##### Supplied records #####
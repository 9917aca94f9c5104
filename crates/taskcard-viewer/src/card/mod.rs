/*
[INPUT]:  Task data, role flags, collaborator handles
[OUTPUT]: Task card view-model, action resolver, control visibility
[POS]:    Card layer - module root
[UPDATE]: When card submodules or exports change
*/

pub mod action;
pub mod controller;
pub mod controls;
pub mod state;

pub use action::{CardAction, Operation, resolve_action};
pub use controller::{
    ApplyOutcome, CardFuture, CardServices, CardUpdate, RefreshSnapshot, TaskCard,
};
pub use controls::{Control, VisibleControls, visible_controls};
pub use state::{CardState, ErrorState};
/*
[INPUT]:  Share URL text
[OUTPUT]: OSC 52 clipboard escape on the terminal, or an in-memory copy
[POS]:    Clipboard implementations for the share action
[UPDATE]: When adding clipboard backends
*/

use std::io::{self, Write};
use std::sync::Mutex;

use async_trait::async_trait;
use base64::Engine as _;
use base64::engine::general_purpose::STANDARD;
use taskcard_adapter::{Clipboard, ClipboardError};

/// Terminal clipboard through the OSC 52 escape sequence
pub struct Osc52Clipboard<W: Write + Send> {
    writer: Mutex<W>,
}

impl Osc52Clipboard<io::Stdout> {
    pub fn stdout() -> Self {
        Self::new(io::stdout())
    }
}

impl<W: Write + Send> Osc52Clipboard<W> {
    pub fn new(writer: W) -> Self {
        Self {
            writer: Mutex::new(writer),
        }
    }

    pub fn into_inner(self) -> W {
        self.writer
            .into_inner()
            .unwrap_or_else(|poisoned| poisoned.into_inner())
    }

    pub fn sequence(text: &str) -> String {
        format!("\x1b]52;c;{}\x07", STANDARD.encode(text))
    }
}

#[async_trait]
impl<W: Write + Send + 'static> Clipboard for Osc52Clipboard<W> {
    async fn write_text(&self, text: &str) -> Result<(), ClipboardError> {
        let mut writer = self
            .writer
            .lock()
            .map_err(|_| ClipboardError::Unavailable("terminal writer poisoned".to_string()))?;
        writer.write_all(Self::sequence(text).as_bytes())?;
        writer.flush()?;
        Ok(())
    }
}

/// Clipboard held in memory; optionally refuses every write
#[derive(Debug, Default)]
pub struct MemoryClipboard {
    contents: Mutex<Option<String>>,
    failure: Option<String>,
}

impl MemoryClipboard {
    pub fn failing(reason: impl Into<String>) -> Self {
        Self {
            contents: Mutex::new(None),
            failure: Some(reason.into()),
        }
    }

    pub fn contents(&self) -> Option<String> {
        self.contents.lock().expect("clipboard lock").clone()
    }
}

#[async_trait]
impl Clipboard for MemoryClipboard {
    async fn write_text(&self, text: &str) -> Result<(), ClipboardError> {
        if let Some(reason) = &self.failure {
            return Err(ClipboardError::Unavailable(reason.clone()));
        }
        *self.contents.lock().expect("clipboard lock") = Some(text.to_string());
        Ok(())
    }
}
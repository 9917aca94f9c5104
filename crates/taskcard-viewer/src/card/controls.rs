/*
[INPUT]:  Task status and the current wallet's role flags
[OUTPUT]: Set of card controls that may be shown
[POS]:    Card layer - role-gated visibility rules
[UPDATE]: When a control's gating changes
*/

use taskcard_adapter::{RoleFlags, TaskStatus};

use super::action::resolve_action;

/// Controls a card can show
#[derive(Debug, Clone, Copy, PartialEq, Eq)]
pub enum Control {
    Action,
    Approvals,
    Complete,
    Cancel,
    Share,
}

#[derive(Debug, Clone, Copy, Default, PartialEq, Eq)]
pub struct VisibleControls {
    pub action: bool,
    pub approvals: bool,
    pub complete: bool,
    pub cancel: bool,
    pub share: bool,
}

impl VisibleControls {
    pub fn contains(&self, control: Control) -> bool {
        match control {
            Control::Action => self.action,
            Control::Approvals => self.approvals,
            Control::Complete => self.complete,
            Control::Cancel => self.cancel,
            Control::Share => self.share,
        }
    }

    pub fn iter(&self) -> impl Iterator<Item = Control> + '_ {
        [
            Control::Action,
            Control::Approvals,
            Control::Complete,
            Control::Cancel,
            Control::Share,
        ]
        .into_iter()
        .filter(|control| self.contains(*control))
    }
}

/// Leader controls need the leader role and a task that is not canceled.
/// Membership never gates anything.
pub fn visible_controls(status: &TaskStatus, roles: RoleFlags) -> VisibleControls {
    let leader_controls = roles.is_leader && *status != TaskStatus::Canceled;
    VisibleControls {
        action: !status.is_final() && resolve_action(status).is_some(),
        approvals: leader_controls,
        complete: leader_controls,
        cancel: leader_controls,
        share: true,
    }
}
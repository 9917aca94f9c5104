/*
[INPUT]:  Current tab selection
[OUTPUT]: Tab bar rendered into Ratatui frame
[POS]:    TUI UI layout helpers
[UPDATE]: When tabs are added or renamed
*/

use ratatui::text::Line;
use ratatui::widgets::{Block, Borders, Tabs};

use crate::tui::app::Tab;
use crate::tui::runtime::{border_style, header_style};

pub(in crate::tui) fn draw_tabs(
    frame: &mut ratatui::Frame,
    area: ratatui::layout::Rect,
    current_tab: Tab,
) {
    let titles = vec![Line::from("Card"), Line::from("Logs")];
    let selected = match current_tab {
        Tab::Card => 0,
        Tab::Logs => 1,
    };

    let tabs = Tabs::new(titles)
        .block(
            Block::default()
                .borders(Borders::ALL)
                .border_style(border_style())
                .title("Tabs"),
        )
        .highlight_style(header_style())
        .select(selected);

    frame.render_widget(tabs, area);
}
/*
[INPUT]:  NotificationHub active toasts
[OUTPUT]: Notification strip rendered into Ratatui frame
[POS]:    TUI UI notifications panel rendering
[UPDATE]: When toast styling changes
*/

use ratatui::style::{Color, Modifier, Style};
use ratatui::text::{Line, Span};
use ratatui::widgets::{Block, Borders, Paragraph, Wrap};

use taskcard_adapter::Severity;
use taskcard_viewer::notify::NotificationHub;

use crate::tui::runtime::border_style;

fn severity_style(severity: Severity) -> Style {
    let color = match severity {
        Severity::Info => Color::LightGreen,
        Severity::Warning => Color::Yellow,
        Severity::Error => Color::LightRed,
    };
    Style::default().fg(color).add_modifier(Modifier::BOLD)
}

pub(in crate::tui) fn draw_notifications(
    frame: &mut ratatui::Frame,
    area: ratatui::layout::Rect,
    hub: &NotificationHub,
) {
    let lines = if hub.is_empty() {
        vec![Line::from(Span::styled(
            "No notifications",
            Style::default().fg(Color::DarkGray),
        ))]
    } else {
        hub.active()
            .map(|notification| {
                Line::from(vec![
                    Span::styled(
                        format!("{:<8}", notification.severity.to_string()),
                        severity_style(notification.severity),
                    ),
                    Span::raw(notification.message.clone()),
                ])
            })
            .collect()
    };

    let widget = Paragraph::new(lines)
        .block(
            Block::default()
                .borders(Borders::ALL)
                .border_style(border_style())
                .title("Notifications"),
        )
        .wrap(Wrap { trim: true });
    frame.render_widget(widget, area);
}
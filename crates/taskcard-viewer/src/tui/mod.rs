/*
[INPUT]:  Task card view-model, notification hub, and log buffer
[OUTPUT]: Ratatui-based TUI for the task card, toasts, and logs
[POS]:    TUI module for the taskcard-viewer binary
[UPDATE]: When changing TUI layout, keybindings, or runtime controls
*/

mod app;
mod events;
mod runtime;
mod terminal;
mod ui;

pub use runtime::{LOG_BUFFER_CAPACITY, LogBuffer, LogBufferHandle, LogSink, RunOptions, run_tui};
#####
**Problem description:**
Copy the records exactly.

**Exercise solution:**
repository 9917aca94f9c5104
filename crates/taskcard-viewer/src/card/mod.rs
/*
[INPUT]:  Task data, role flags, collaborator handles
[OUTPUT]: Task card view-model, action resolver, control visibility
[POS]:    Card layer - module root
[UPDATE]: When card submodules or exports change
*/

pub mod action;
pub mod controller;
pub mod controls;
pub mod state;

pub use action::{CardAction, Operation, resolve_action};
pub use controller::{
    ApplyOutcome, CardFuture, CardServices, CardUpdate, RefreshSnapshot, TaskCard,
};
pub use controls::{Control, VisibleControls, visible_controls};
pub use state::{CardState, ErrorState};
/*
[INPUT]:  Share URL text
[OUTPUT]: OSC 52 clipboard escape on the terminal, or an in-memory copy
[POS]:    Clipboard implementations for the share action
[UPDATE]: When adding clipboard backends
*/

use std::io::{self, Write};
use std::sync::Mutex;

use async_trait::async_trait;
use base64::Engine as _;
use base64::engine::general_purpose::STANDARD;
use taskcard_adapter::{Clipboard, ClipboardError};

/// Terminal clipboard through the OSC 52 escape sequence
pub struct Osc52Clipboard<W: Write + Send> {
    writer: Mutex<W>,
}

impl Osc52Clipboard<io::Stdout> {
    pub fn stdout() -> Self {
        Self::new(io::stdout())
    }
}

impl<W: Write + Send> Osc52Clipboard<W> {
    pub fn new(writer: W) -> Self {
        Self {
            writer: Mutex::new(writer),
        }
    }

    pub fn into_inner(self) -> W {
        self.writer
            .into_inner()
            .unwrap_or_else(|poisoned| poisoned.into_inner())
    }

    pub fn sequence(text: &str) -> String {
        format!("\x1b]52;c;{}\x07", STANDARD.encode(text))
    }
}

#[async_trait]
impl<W: Write + Send + 'static> Clipboard for Osc52Clipboard<W> {
    async fn write_text(&self, text: &str) -> Result<(), ClipboardError> {
        let mut writer = self
            .writer
            .lock()
            .map_err(|_| ClipboardError::Unavailable("terminal writer poisoned".to_string()))?;
        writer.write_all(Self::sequence(text).as_bytes())?;
        writer.flush()?;
        Ok(())
    }
}

/// Clipboard held in memory; optionally refuses every write
#[derive(Debug, Default)]
pub struct MemoryClipboard {
    contents: Mutex<Option<String>>,
    failure: Option<String>,
}

impl MemoryClipboard {
    pub fn failing(reason: impl Into<String>) -> Self {
        Self {
            contents: Mutex::new(None),
            failure: Some(reason.into()),
        }
    }

    pub fn contents(&self) -> Option<String> {
        self.contents.lock().expect("clipboard lock").clone()
    }
}

#[async_trait]
impl Clipboard for MemoryClipboard {
    async fn write_text(&self, text: &str) -> Result<(), ClipboardError> {
        if let Some(reason) = &self.failure {
            return Err(ClipboardError::Unavailable(reason.clone()));
        }
        *self.contents.lock().expect("clipboard lock") = Some(text.to_string());
        Ok(())
    }
}
repository 9917aca94f9c5104
filename crates/taskcard-viewer/src/card/controls.rs
/*
[INPUT]:  Task status and the current wallet's role flags
[OUTPUT]: Set of card controls that may be shown
[POS]:    Card layer - role-gated visibility rules
[UPDATE]: When a control's gating changes
*/

use taskcard_adapter::{RoleFlags, TaskStatus};

use super::action::resolve_action;

/// Controls a card can show
#[derive(Debug, Clone, Copy, PartialEq, Eq)]
pub enum Control {
    Action,
    Approvals,
    Complete,
    Cancel,
    Share,
}

#[derive(Debug, Clone, Copy, Default, PartialEq, Eq)]
pub struct VisibleControls {
    pub action: bool,
    pub approvals: bool,
    pub complete: bool,
    pub cancel: bool,
    pub share: bool,
}

impl VisibleControls {
    pub fn contains(&self, control: Control) -> bool {
        match control {
            Control::Action => self.action,
            Control::Approvals => self.approvals,
            Control::Complete => self.complete,
            Control::Cancel => self.cancel,
            Control::Share => self.share,
        }
    }

    pub fn iter(&self) -> impl Iterator<Item = Control> + '_ {
        [
            Control::Action,
            Control::Approvals,
            Control::Complete,
            Control::Cancel,
            Control::Share,
        ]
        .into_iter()
        .filter(|control| self.contains(*control))
    }
}

/// Leader controls need the leader role and a task that is not canceled.
/// Membership never gates anything.
pub fn visible_controls(status: &TaskStatus, roles: RoleFlags) -> VisibleControls {
    let leader_controls = roles.is_leader && *status != TaskStatus::Canceled;
    VisibleControls {
        action: !status.is_final() && resolve_action(status).is_some(),
        approvals: leader_controls,
        complete: leader_controls,
        cancel: leader_controls,
        share: true,
    }
}
repository 9917aca94f9c5104
/*
[INPUT]:  Current tab selection
[OUTPUT]: Tab bar rendered into Ratatui frame
[POS]:    TUI UI layout helpers
[UPDATE]: When tabs are added or renamed
*/

use ratatui::text::Line;
use ratatui::widgets::{Block, Borders, Tabs};

use crate::tui::app::Tab;
use crate::tui::runtime::{border_style, header_style};

pub(in crate::tui) fn draw_tabs(
    frame: &mut ratatui::Frame,
    area: ratatui::layout::Rect,
    current_tab: Tab,
) {
    let titles = vec![Line::from("Card"), Line::from("Logs")];
    let selected = match current_tab {
        Tab::Card => 0,
        Tab::Logs => 1,
    };

    let tabs = Tabs::new(titles)
        .block(
            Block::default()
                .borders(Borders::ALL)
                .border_style(border_style())
                .title("Tabs"),
        )
        .highlight_style(header_style())
        .select(selected);

    frame.render_widget(tabs, area);
}
/*
[INPUT]:  NotificationHub active toasts
[OUTPUT]: Notification strip rendered into Ratatui frame
[POS]:    TUI UI notifications panel rendering
[UPDATE]: When toast styling changes
*/

use ratatui::style::{Color, Modifier, Style};
use ratatui::text::{Line, Span};
use ratatui::widgets::{Block, Borders, Paragraph, Wrap};

use taskcard_adapter::Severity;
use taskcard_viewer::notify::NotificationHub;

use crate::tui::runtime::border_style;

fn severity_style(severity: Severity) -> Style {
    let color = match severity {
        Severity::Info => Color::LightGreen,
        Severity::Warning => Color::Yellow,
        Severity::Error => Color::LightRed,
    };
    Style::default().fg(color).add_modifier(Modifier::BOLD)
}

pub(in crate::tui) fn draw_notifications(
    frame: &mut ratatui::Frame,
    area: ratatui::layout::Rect,
    hub: &NotificationHub,
) {
    let lines = if hub.is_empty() {
        vec![Line::from(Span::styled(
            "No notifications",
            Style::default().fg(Color::DarkGray),
        ))]
    } else {
        hub.active()
            .map(|notification| {
                Line::from(vec![
                    Span::styled(
                        format!("{:<8}", notification.severity.to_string()),
                        severity_style(notification.severity),
                    ),
                    Span::raw(notification.message.clone()),
                ])
            })
            .collect()
    };

    let widget = Paragraph::new(lines)
        .block(
            Block::default()
                .borders(Borders::ALL)
                .border_style(border_style())
                .title("Notifications"),
        )
        .wrap(Wrap { trim: true });
    frame.render_widget(widget, area);
}
filename crates/taskcard-viewer/src/tui/mod.rs
/*
[INPUT]:  Task card view-model, notification hub, and log buffer
[OUTPUT]: Ratatui-based TUI for the task card, toasts, and logs
[POS]:    TUI module for the taskcard-viewer binary
[UPDATE]: When changing TUI layout, keybindings, or runtime controls
*/

mod app;
mod events;
mod runtime;
mod terminal;
mod ui;

pub use runtime::{LOG_BUFFER_CAPACITY, LogBuffer, LogBufferHandle, LogSink, RunOptions, run_tui};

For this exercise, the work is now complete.